When a French woman wrote a letter to her dead son, put it in a bottle and threw it into the sea, she never dreamed anyone would read it. But an author Karen Liebreich did indeed read it and moved by the anonymous mother's grief, set out to find her.
This adventure begins one spring day in 2002 when a French woman whose name we may never know, stood on a ferry crossing the chanel and threw a bundle of clothes into the sea. She next threw in some lilies and a bottle in the shape of a teardrop. The clothes had belonged to her son, Maurice, who had died at the age of 13, and the bottle held her letter to the boy "that no wind … no storm … not even death could ever destroy".
Parts of the letter said, "Forgive me for being so angry at your disappearance," the letter went on, "I still think there's been some mistake, and I keep waiting for God to fix it. “ Forgive me for not having known how to protect you from death. Forgive me for not having been able to find the words at that terrible moment when you slipped through my fingers … "
Once the bottle vanished, the ship docked, the mourning mother went home to get on with her life. She never dreamed the letter would reach shore, let alone that someone would read it.
This is the actual bottle.
Karen Liebreich, a London-based author, did just that a few weeks later. The bottle had washed up on a beach in Kent, where it caught the eye of her friend who was walking dogs. They opened up the bottle to find a thin scroll tied with a ribbon and enclosing a lock of hair.
As far as she could tell, the boy had died early one summer, probably by drowning. "For a long time," his mother wrote, "he travelled between two waters, between two lights, trying tirelessly to use up the strength in his outstretched arms. He submitted to the silence, the terrors and the cold … "
She had, of course, been devastated – "My life started when he was born, and I thought it was over when he left me" – and for a while the author reading this note was afraid she might be reading a suicide note. But no, the woman was ready to move on. "While God gives me life," she wrote, "I promise you to live it to the full, to savour each instant in richness and serenity. I know that we will find one another, when the time comes."
As she read on Liebreich found herself crying. "I'm not a weepy person," she says, "but the letter was very beautiful and very moving."
Liebreich couldn't sleep that night. In the days that followed, she found herself resigned to find her. She wanted to know how Maurice had died; wanted to know what his mother was like; wanted to know if there was a way to track the origin of an unsigned letter in a bottle. Could she reassure herself that the grieving mother was all right.

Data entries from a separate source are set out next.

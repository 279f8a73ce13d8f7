//! Service index endpoint.

use axum::Json;
use serde_json::{json, Value};

/// GET / - service discovery stub.
pub async fn index_handler() -> Json<Value> {
    Json(json!({
        "message": "Rule Management API",
        "version": env!("CARGO_PKG_VERSION"),
        "endpoints": {
            "rules": "/api/v1/rules",
            "bulk_operations": "/api/v1/bulk/rules",
            "audit": "/api/v1/audit",
        },
    }))
}
//! Audit collection interface.

use async_trait::async_trait;
use chrono::{DateTime, Utc};
use rules_core::{AuditEntry, Result};
use std::collections::BTreeMap;

/// Storage collaborator for the append-only audit collection.
#[async_trait]
pub trait AuditStore: Send + Sync {
    /// Append one audit entry.
    async fn insert_one(&self, entry: AuditEntry) -> Result<()>;

    /// Find entries for a tenant with timestamp in `[start, end)`,
    /// newest first, bounded by `limit`.
    async fn find_range(
        &self,
        tenant_id: &str,
        limit: usize,
        start: DateTime<Utc>,
        end: DateTime<Utc>,
    ) -> Result<Vec<AuditEntry>>;

    /// Count entries per action for a tenant since `since`.
    async fn count_by_action(
        &self,
        tenant_id: &str,
        since: DateTime<Utc>,
    ) -> Result<BTreeMap<String, u64>>;

    /// Delete entries strictly older than `cutoff`. Returns the deleted count.
    async fn delete_older_than(&self, cutoff: DateTime<Utc>) -> Result<u64>;
}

Did the woman want to be found? Wouldn't that just rake up all that pain again? However, sending a letter in a bottle invites a stranger to pick it up and read it, so I wonder if the mother knew what she wanted when she launched the bottle. Regardless, she needed to tell the tale of her love for her son, the knowledge of his death and her despair.
Over the next few years, Liebreich consulted newspapers, bottle-makers, sailors, doctors, graphologists, psychologists, psychotherapists, secret servicemen, literature professors, forensic scientists, private detectives, even clairvoyants and tarot readers. "The letter would not leave me in peace," Liebreich writes. "But each time I considered giving up I thought I would make one more effort – one more email, one more phone call, one more visit to the library. The answer might be round the next corner."

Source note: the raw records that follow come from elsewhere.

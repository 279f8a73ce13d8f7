//! End-to-end rate limiting behavior.

use axum::http::StatusCode;
use axum_test::{TestResponse, TestServer};
use integration_tests::setup::TestContext;
use serde_json::Value;

fn header(response: &TestResponse, name: &str) -> String {
    response
        .headers()
        .get(name)
        .expect("missing rate limit header")
        .to_str()
        .unwrap()
        .to_string()
}

#[tokio::test]
async fn test_requests_denied_after_limit() {
    let ctx = TestContext::with_rate_limit(2);
    let server = TestServer::new(ctx.router.clone()).expect("Failed to create test server");

    let first = server.get("/api/v1/rules").add_header("X-Tenant-ID", "acme").await;
    first.assert_status_ok();
    assert_eq!(header(&first, "X-RateLimit-Limit"), "2");
    assert_eq!(header(&first, "X-RateLimit-Remaining"), "1");

    let second = server.get("/api/v1/rules").add_header("X-Tenant-ID", "acme").await;
    second.assert_status_ok();
    assert_eq!(header(&second, "X-RateLimit-Remaining"), "0");

    let third = server.get("/api/v1/rules").add_header("X-Tenant-ID", "acme").await;
    third.assert_status(StatusCode::TOO_MANY_REQUESTS);
    let body: Value = third.json();
    assert!(body["error"].as_str().unwrap().contains("rate limit exceeded"));
}

#[tokio::test]
async fn test_bad_body_requests_consume_quota() {
    let ctx = TestContext::with_rate_limit(1);
    let server = TestServer::new(ctx.router.clone()).expect("Failed to create test server");

    // A body-less mutation fails behind the guard, so it still counts
    let first = server
        .post("/api/v1/rules")
        .add_header("X-Tenant-ID", "acme")
        .await;
    first.assert_status(StatusCode::BAD_REQUEST);

    let second = server
        .post("/api/v1/rules")
        .add_header("X-Tenant-ID", "acme")
        .await;
    second.assert_status(StatusCode::TOO_MANY_REQUESTS);
}

#[tokio::test]
async fn test_tenants_have_independent_windows() {
    let ctx = TestContext::with_rate_limit(1);
    let server = TestServer::new(ctx.router.clone()).expect("Failed to create test server");

    server
        .get("/api/v1/rules")
        .add_header("X-Tenant-ID", "acme")
        .await
        .assert_status_ok();
    server
        .get("/api/v1/rules")
        .add_header("X-Tenant-ID", "acme")
        .await
        .assert_status(StatusCode::TOO_MANY_REQUESTS);

    // A different tenant still has quota
    server
        .get("/api/v1/rules")
        .add_header("X-Tenant-ID", "globex")
        .await
        .assert_status_ok();
}

#[tokio::test]
async fn test_per_tenant_limit_override() {
    let ctx = TestContext::with_rate_limit(1);
    ctx.state.rate_limiter.set_limit("vip", 3);
    let server = TestServer::new(ctx.router.clone()).expect("Failed to create test server");

    for _ in 0..3 {
        server
            .get("/api/v1/rules")
            .add_header("X-Tenant-ID", "vip")
            .await
            .assert_status_ok();
    }
    server
        .get("/api/v1/rules")
        .add_header("X-Tenant-ID", "vip")
        .await
        .assert_status(StatusCode::TOO_MANY_REQUESTS);
}
//! Tenant permission registry.

use parking_lot::RwLock;
use std::collections::{HashMap, HashSet};
use std::sync::Arc;
use tracing::info;

use rules_core::{default_permissions, Permission};

/// In-memory tenant permission map.
///
/// Unregistered tenants pass checks for all three canonical permissions;
/// registering a tenant is the way to restrict it.
#[derive(Default)]
pub struct TenantValidator {
    permissions: RwLock<HashMap<String, HashSet<Permission>>>,
}

impl TenantValidator {
    pub fn new() -> Self {
        Self::default()
    }

    /// Set (or overwrite) a tenant's permission set. `None` grants the full
    /// default set.
    pub fn register_tenant(&self, tenant_id: &str, permissions: Option<HashSet<Permission>>) {
        let granted = permissions.unwrap_or_else(default_permissions);
        self.permissions
            .write()
            .insert(tenant_id.to_string(), granted);
        info!(tenant_id, "Tenant registered");
    }

    pub fn has_permission(&self, tenant_id: &str, permission: Permission) -> bool {
        match self.permissions.read().get(tenant_id) {
            Some(granted) => granted.contains(&permission),
            None => default_permissions().contains(&permission),
        }
    }
}

/// Shared tenant validator state.
pub type SharedTenantValidator = Arc<TenantValidator>;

After three years, Liebreich decided enough was enough. If she couldn't find Maurice's mother, she could at least write about the search. "If, somewhere, the letter-writer is alive," her book concludes, "then perhaps this book can serve as a clumsy 'letter-in-a-bottle' reply … I wonder if she will receive my message."
She did. In 2009, three years after the book came out in Britain, the nameless "she" got in touch to say she felt violated. As she put it, it was as though her story, her suffering, her very intimate being no longer belonged to her.
The author, who had no intention of upsetting her any more, gave her time. The two women finally met a month later. Largely, it seems, about the many things Liebreich and her helpers had got wrong. Maurice had not drowned, but been knocked off his bicycle. He had died in 1981, 21 years before the letter was written, not just a few.
But what about Liebreich's own belief that the writer wanted to be found? "It never occurred to me that anyone would find my letter in the bottle," the woman explained. "I thought it would smash in the waves and the fragments of glass and paper would gently disperse through the oceans. I gave it to the sea, to the universe: it was perhaps my way of talking to God."
Maurice's mother, who Liebreich has promised never to name, seems to have forgiven the author for reopening old wounds. She felt it was done sensitively and that was a great relief.